# PROBLEM TO SOLVE
Report every line of the records below that contains the word "GREETING".

Saved data entries
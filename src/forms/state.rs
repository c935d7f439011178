//! Form state
//!
//! Transient values held by the registration and login forms between a
//! submit event and the next reset.

use crate::forms::fields::{Field, SubmittedFields};

/// Values of the registration form.
#[derive(Debug, Default, Clone, PartialEq, Eq)]
pub struct RegistrationForm {
    pub username: String,
    pub email: String,
    pub password: String,
    pub password_check: String,
    pub terms: bool,
}

impl RegistrationForm {
    pub fn from_fields(fields: &SubmittedFields) -> Self {
        Self {
            username: fields.text(Field::Username),
            email: fields.text(Field::Email),
            password: fields.text(Field::Password),
            password_check: fields.text(Field::PasswordCheck),
            terms: fields.checked(Field::Terms),
        }
    }

    /// Clears every field back to its initial value.
    pub fn reset(&mut self) {
        *self = Self::default();
    }
}

/// Values of the login form.
#[derive(Debug, Default, Clone, PartialEq, Eq)]
pub struct LoginForm {
    pub username: String,
    pub password: String,
    pub persist: bool,
}

impl LoginForm {
    pub fn from_fields(fields: &SubmittedFields) -> Self {
        Self {
            username: fields.text(Field::Username),
            password: fields.text(Field::Password),
            persist: fields.checked(Field::Persist),
        }
    }

    pub fn reset(&mut self) {
        *self = Self::default();
    }
}

#[cfg(test)]
mod tests {
    use super::*;

    #[test]
    fn test_registration_from_fields() {
        let mut fields = SubmittedFields::new();
        fields.insert("username", "Bob1");
        fields.insert("email", "bob1@mail.com");
        fields.insert("password", "StrongPass123!");
        fields.insert("passwordCheck", "StrongPass123!");
        fields.insert("terms", "on");

        let mut form = RegistrationForm::from_fields(&fields);
        assert_eq!(form.username, "Bob1");
        assert_eq!(form.password_check, "StrongPass123!");
        assert!(form.terms);

        form.reset();
        assert_eq!(form, RegistrationForm::default());
    }

    #[test]
    fn test_login_without_persist() {
        let mut fields = SubmittedFields::new();
        fields.insert("username", "bob1");
        fields.insert("password", "secret");

        let form = LoginForm::from_fields(&fields);
        assert!(!form.persist);
        assert_eq!(form.password, "secret");
    }
}
//! Form field names
//!
//! Fixed element names shared by the registration and login forms, plus the
//! raw name/value pairs a submit event carries.

use std::collections::HashMap;
use std::fmt;

/// A named input on one of the two forms.
#[derive(Debug, Clone, Copy, PartialEq, Eq, Hash)]
pub enum Field {
    Username,
    Email,
    Password,
    PasswordCheck,
    Terms,
    Persist,
}

impl Field {
    /// Element name as it appears on the form.
    pub fn name(&self) -> &'static str {
        match self {
            Field::Username => "username",
            Field::Email => "email",
            Field::Password => "password",
            Field::PasswordCheck => "passwordCheck",
            Field::Terms => "terms",
            Field::Persist => "persist",
        }
    }

    /// Looks a field up by element name (exact match).
    pub fn from_name(name: &str) -> Option<Field> {
        match name {
            "username" => Some(Field::Username),
            "email" => Some(Field::Email),
            "password" => Some(Field::Password),
            "passwordCheck" => Some(Field::PasswordCheck),
            "terms" => Some(Field::Terms),
            "persist" => Some(Field::Persist),
            _ => None,
        }
    }
}

impl fmt::Display for Field {
    fn fmt(&self, f: &mut fmt::Formatter<'_>) -> fmt::Result {
        f.write_str(self.name())
    }
}

/// Name/value pairs submitted with a form.
///
/// Unknown names are kept but ignored by the forms.
#[derive(Debug, Default, Clone, PartialEq, Eq)]
pub struct SubmittedFields {
    values: HashMap<String, String>,
}

impl SubmittedFields {
    pub fn new() -> Self {
        Self::default()
    }

    pub fn insert(&mut self, name: impl Into<String>, value: impl Into<String>) {
        self.values.insert(name.into(), value.into());
    }

    /// Text value of a field, empty when it was not submitted.
    pub fn text(&self, field: Field) -> String {
        self.values.get(field.name()).cloned().unwrap_or_default()
    }

    /// Checkbox state: checked when present with a truthy value.
    pub fn checked(&self, field: Field) -> bool {
        match self.values.get(field.name()) {
            Some(value) => matches!(
                value.to_ascii_lowercase().as_str(),
                "" | "on" | "true" | "yes" | "1"
            ),
            None => false,
        }
    }

    pub fn len(&self) -> usize {
        self.values.len()
    }

    pub fn is_empty(&self) -> bool {
        self.values.is_empty()
    }
}
use log::{debug, info, warn};
use tokio::io::{AsyncBufRead, AsyncBufReadExt, AsyncWrite, AsyncWriteExt};

use crate::auth::{CredentialStore, PlaintextCredentials};
use crate::config::{AppConfig, CONFIG_PATHS};
use crate::controller::FormController;
use crate::error::FormError;
use crate::protocol::responses::format_error;
use crate::protocol::{Command, CommandStatus, handle_command, parse_command};
use crate::storage::{FileStore, MemoryStore, UserStore};
use crate::ui::{Alerts, ErrorDisplay};

const GREETING: &[u8] = b"account-forms ready. Type HELP for commands.\n";
const MAX_LINE_LENGTH: usize = 4096;

/// Credential store selected from configuration at startup.
pub type ConfiguredCredentials = PlaintextCredentials<Box<dyn UserStore>>;

/// One page worth of state: the controller, its error display, and pending alerts.
///
/// Lines are handled strictly one after another.
pub struct Session<C> {
    controller: FormController<C>,
    display: ErrorDisplay,
    alerts: Alerts,
}

impl Session<ConfiguredCredentials> {
    /// Loads configuration from the default locations and builds a session.
    pub fn load() -> Result<Self, FormError> {
        Self::load_from(CONFIG_PATHS)
    }

    /// Loads configuration from `paths` and builds a session.
    pub fn load_from(paths: &[&str]) -> Result<Self, FormError> {
        let config = AppConfig::load_from(paths)?;
        Self::from_config(&config)
    }

    /// Builds a session with the store named in `config`.
    pub fn from_config(config: &AppConfig) -> Result<Self, FormError> {
        let store: Box<dyn UserStore> = match config.store_path() {
            Some(path) => Box::new(FileStore::open(&path)?),
            None => {
                warn!("No store_path configured, registrations will not outlive this process");
                Box::new(MemoryStore::new())
            }
        };
        info!("Error policy: {:?}", config.error_policy);

        let controller = FormController::new(
            PlaintextCredentials::new(store),
            config.rules.clone(),
            config.error_policy,
        );

        Ok(Self::new(controller))
    }
}

impl<C: CredentialStore> Session<C> {
    pub fn new(controller: FormController<C>) -> Self {
        Self {
            controller,
            display: ErrorDisplay::new(),
            alerts: Alerts::new(),
        }
    }

    pub fn display(&self) -> &ErrorDisplay {
        &self.display
    }

    /// Reads commands from `reader` until `QUIT` or end of input.
    ///
    /// Alerts and other replies go to `writer`, the error display to
    /// `errors`. A bad line is reported and skipped; only I/O failures end
    /// the session.
    pub async fn run<R, W, E>(
        &mut self,
        mut reader: R,
        mut writer: W,
        mut errors: E,
    ) -> Result<(), FormError>
    where
        R: AsyncBufRead + Unpin,
        W: AsyncWrite + Unpin,
        E: AsyncWrite + Unpin,
    {
        writer.write_all(GREETING).await?;
        writer.flush().await?;

        let mut buf = Vec::new();

        loop {
            buf.clear();
            let n = reader.read_until(b'\n', &mut buf).await?;
            if n == 0 {
                info!("Input closed");
                break;
            }

            if buf.len() > MAX_LINE_LENGTH {
                errors
                    .write_all(format_error("Line too long").as_bytes())
                    .await?;
                errors.flush().await?;
                continue;
            }

            let Ok(line) = std::str::from_utf8(&buf) else {
                warn!("Discarding input line that is not valid UTF-8");
                errors
                    .write_all(format_error("Invalid input").as_bytes())
                    .await?;
                errors.flush().await?;
                continue;
            };

            if line.trim().is_empty() {
                continue;
            }

            let command = parse_command(line);
            // Fields carry passwords; log only the verb.
            debug!("Received {}", command_name(&command));

            let result = handle_command(
                &mut self.controller,
                &command,
                &mut self.display,
                &mut self.alerts,
            );

            if let Some(msg) = result.message {
                match result.status {
                    CommandStatus::Failure(_) => {
                        errors.write_all(msg.as_bytes()).await?;
                        errors.flush().await?;
                    }
                    _ => {
                        writer.write_all(msg.as_bytes()).await?;
                        writer.flush().await?;
                    }
                }
            }

            if result.status == CommandStatus::CloseConnection {
                info!("Session closed by user");
                break;
            }
        }

        Ok(())
    }
}

fn command_name(command: &Command) -> &'static str {
    match command {
        Command::Register(_) => "REGISTER",
        Command::Login(_) => "LOGIN",
        Command::Help => "HELP",
        Command::Quit => "QUIT",
        Command::Unknown(_) => "unknown command",
    }
}
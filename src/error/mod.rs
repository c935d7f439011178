//! Error handling
//!
//! Defines error types and handling for form submissions and storage.

pub mod handlers;
pub mod types;

pub use types::*;
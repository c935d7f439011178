//! Line protocol
//!
//! Parses input lines into form submits and formats what the page shows
//! in response.

pub mod commands;
pub mod handlers;
pub mod parser;
pub mod responses;

pub use commands::{Command, CommandResult, CommandStatus};
pub use handlers::handle_command;
pub use parser::parse_command;
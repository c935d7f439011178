//! Credential storage
//!
//! The only code that knows how user records are laid out in the key-value
//! store. Passwords are kept in cleartext; swapping this implementation is
//! all it takes to change that.

use log::warn;
use serde::{Deserialize, Serialize};

use crate::error::StoreError;
use crate::storage::UserStore;

/// Value stored under a username key.
#[derive(Debug, Clone, PartialEq, Eq, Serialize, Deserialize)]
pub struct UserRecord {
    pub email: String,
    pub password: String,
}

/// Typed access to registered users.
pub trait CredentialStore {
    /// Whether `username` (already normalized) is taken.
    fn contains(&self, username: &str) -> bool;

    /// The record for `username`. Missing and unreadable records are both `None`.
    fn lookup(&self, username: &str) -> Option<UserRecord>;

    fn insert(&mut self, username: &str, record: &UserRecord) -> Result<(), StoreError>;

    /// Whether `password` is the one stored for `username`.
    fn verify(&self, username: &str, password: &str) -> bool {
        matches!(self.lookup(username), Some(record) if record.password == password)
    }
}

/// Stores records as cleartext JSON under the username key.
#[derive(Debug, Default)]
pub struct PlaintextCredentials<S> {
    store: S,
}

impl<S: UserStore> PlaintextCredentials<S> {
    pub fn new(store: S) -> Self {
        Self { store }
    }

    pub fn store(&self) -> &S {
        &self.store
    }
}

impl<S: UserStore> CredentialStore for PlaintextCredentials<S> {
    fn contains(&self, username: &str) -> bool {
        // An empty value counts as absent.
        self.store
            .get_item(username)
            .is_some_and(|value| !value.is_empty())
    }

    fn lookup(&self, username: &str) -> Option<UserRecord> {
        let raw = self.store.get_item(username)?;
        match serde_json::from_str(&raw) {
            Ok(record) => Some(record),
            Err(e) => {
                warn!("Unreadable record for user {}: {}", username, e);
                None
            }
        }
    }

    fn insert(&mut self, username: &str, record: &UserRecord) -> Result<(), StoreError> {
        let serialized = serde_json::to_string(record)?;
        self.store.set_item(username, serialized)
    }
}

# RESPONSE FOR THIS EXERCISE
const GREETING: &[u8] = b"account-forms ready. Type HELP for commands.\n";
        writer.write_all(GREETING).await?;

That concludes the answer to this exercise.